Percutaneous transluminal renal angioplasty (PTRA) has become the treatment of choice for patients with renal artery FMD that is limited to the main renal artery (Figures 1 to 4). The majority of these patients have medial fibroplasia. Before the advent of percutaneous transluminal angioplasty, open surgical revascularization was the primary therapeutic modality for these patients. Overall, the technical success rates of the open surgical approach ranged from 89% to 97%; arterial hypertension was cured in approximately 33% to 63% of patients and improved in 24% to 57%. Several factors such as prolonged duration of hypertension, concomitant atherosclerotic disease, and complex branch-vessel repair can all adversely affect the outcomes of surgical revascularization. Although stents have been used extensively to treat atherosclerotic renal artery stenosis, the use of these devices for FMD has been reserved as a bailout procedure in cases in which there are suboptimal results with balloon angioplasty or in which renal artery dissection occurs.
Complications are rare after PTRA but include renal artery perforation, dissection, or segmental kidney infarction. Special attention must be taken to not overdilate the lesion, which is a risk factor for rupture of the artery. Cutting balloon angioplasty (CBA) for managing renal artery FMD lesions that are resistant to conventional angioplasty should not be considered as safe as previously thought. Small series and single case studies have reported vessel rupture while attempting to treat FMD. Because salvage of the renal artery rupture with the use of stent graft depends not only on their immediate availability but also on the renal artery anatomy, some authors have suggested that patients with FMD lesions resistant to conventional angioplasty should be given the option of open surgery, and cutting balloon angioplasty should be considered a second-line treatment for this group of patients.

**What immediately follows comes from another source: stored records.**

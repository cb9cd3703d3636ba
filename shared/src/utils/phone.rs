//! Mobile number utilities

use once_cell::sync::Lazy;
use regex::Regex;

/// Mainland China mobile number pattern accepted by the SMS gateway
pub static MOBILE_REGEX: Lazy<Regex> = Lazy::new(|| {
    Regex::new(r"^1[3-9]\d{9}$").expect("mobile pattern is a valid regex")
});

/// Check if a mobile number is acceptable for SMS delivery.
///
/// The number must match exactly; no formatting characters are stripped.
pub fn is_valid_mobile(phone: &str) -> bool {
    MOBILE_REGEX.is_match(phone)
}

/// Remove common formatting characters from user-entered numbers
pub fn normalize_phone_number(phone: &str) -> String {
    phone
        .chars()
        .filter(|c| c.is_ascii_digit() || *c == '+')
        .collect()
}

/// Mask a phone number for logs (e.g., 138****5678)
pub fn mask_phone_number(phone: &str) -> String {
    let normalized = normalize_phone_number(phone);
    if normalized.len() >= 7 {
        format!(
            "{}****{}",
            &normalized[0..3],
            &normalized[normalized.len() - 4..]
        )
    } else {
        "****".to_string()
    }
}
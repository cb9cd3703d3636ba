//! Language selection for response messages
//!
//! Domain errors carry both languages as `"English | 中文"`; the API picks one
//! half according to the request's `Accept-Language` header.

use actix_web::{http::header, HttpRequest};

use mall_core::errors::{extract_chinese_message, extract_english_message};

#[derive(Debug, Clone, Copy, PartialEq, Eq)]
pub enum Language {
    English,
    Chinese,
}

impl Language {
    /// Pick the highest-weighted supported language from an `Accept-Language` value.
    ///
    /// Example: `"zh-CN,zh;q=0.9,en-US;q=0.8"` selects Chinese.
    pub fn from_header(value: Option<&str>) -> Self {
        let Some(value) = value else {
            return Language::English;
        };

        let mut preferred = Language::English;
        let mut best = 0.0_f32;

        for entry in value.split(',') {
            let mut parts = entry.trim().split(';');
            let tag = parts.next().unwrap_or("").trim().to_lowercase();
            let quality = parts
                .find_map(|p| p.trim().strip_prefix("q=").map(str::to_string))
                .and_then(|q| q.parse::<f32>().ok())
                .unwrap_or(1.0);

            let candidate = if tag.starts_with("zh") {
                Language::Chinese
            } else if tag.starts_with("en") {
                Language::English
            } else {
                continue;
            };

            if quality > best {
                preferred = candidate;
                best = quality;
            }
        }

        preferred
    }

    pub fn from_request(req: &HttpRequest) -> Self {
        Self::from_header(
            req.headers()
                .get(header::ACCEPT_LANGUAGE)
                .and_then(|v| v.to_str().ok()),
        )
    }

    /// Select this language's half of a bilingual message
    pub fn localize<'a>(&self, message: &'a str) -> &'a str {
        match self {
            Language::English => extract_english_message(message),
            Language::Chinese => extract_chinese_message(message),
        }
    }
}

Restenosis rates after PTRA for FMD range from 7% to 27%. Clinical factors associated with restenosis following initial PTRA include increased body mass index and duration and degree of hypertension. Oertle and colleagues have shown that about one third of patients who were treated with PTRA for FMD and who return during follow-up with recurrent arterial hypertension have no angiographically demonstrable restenosis, whereas 15% of patients without recurrent arterial hypertension have angiographically demonstrable restenosis.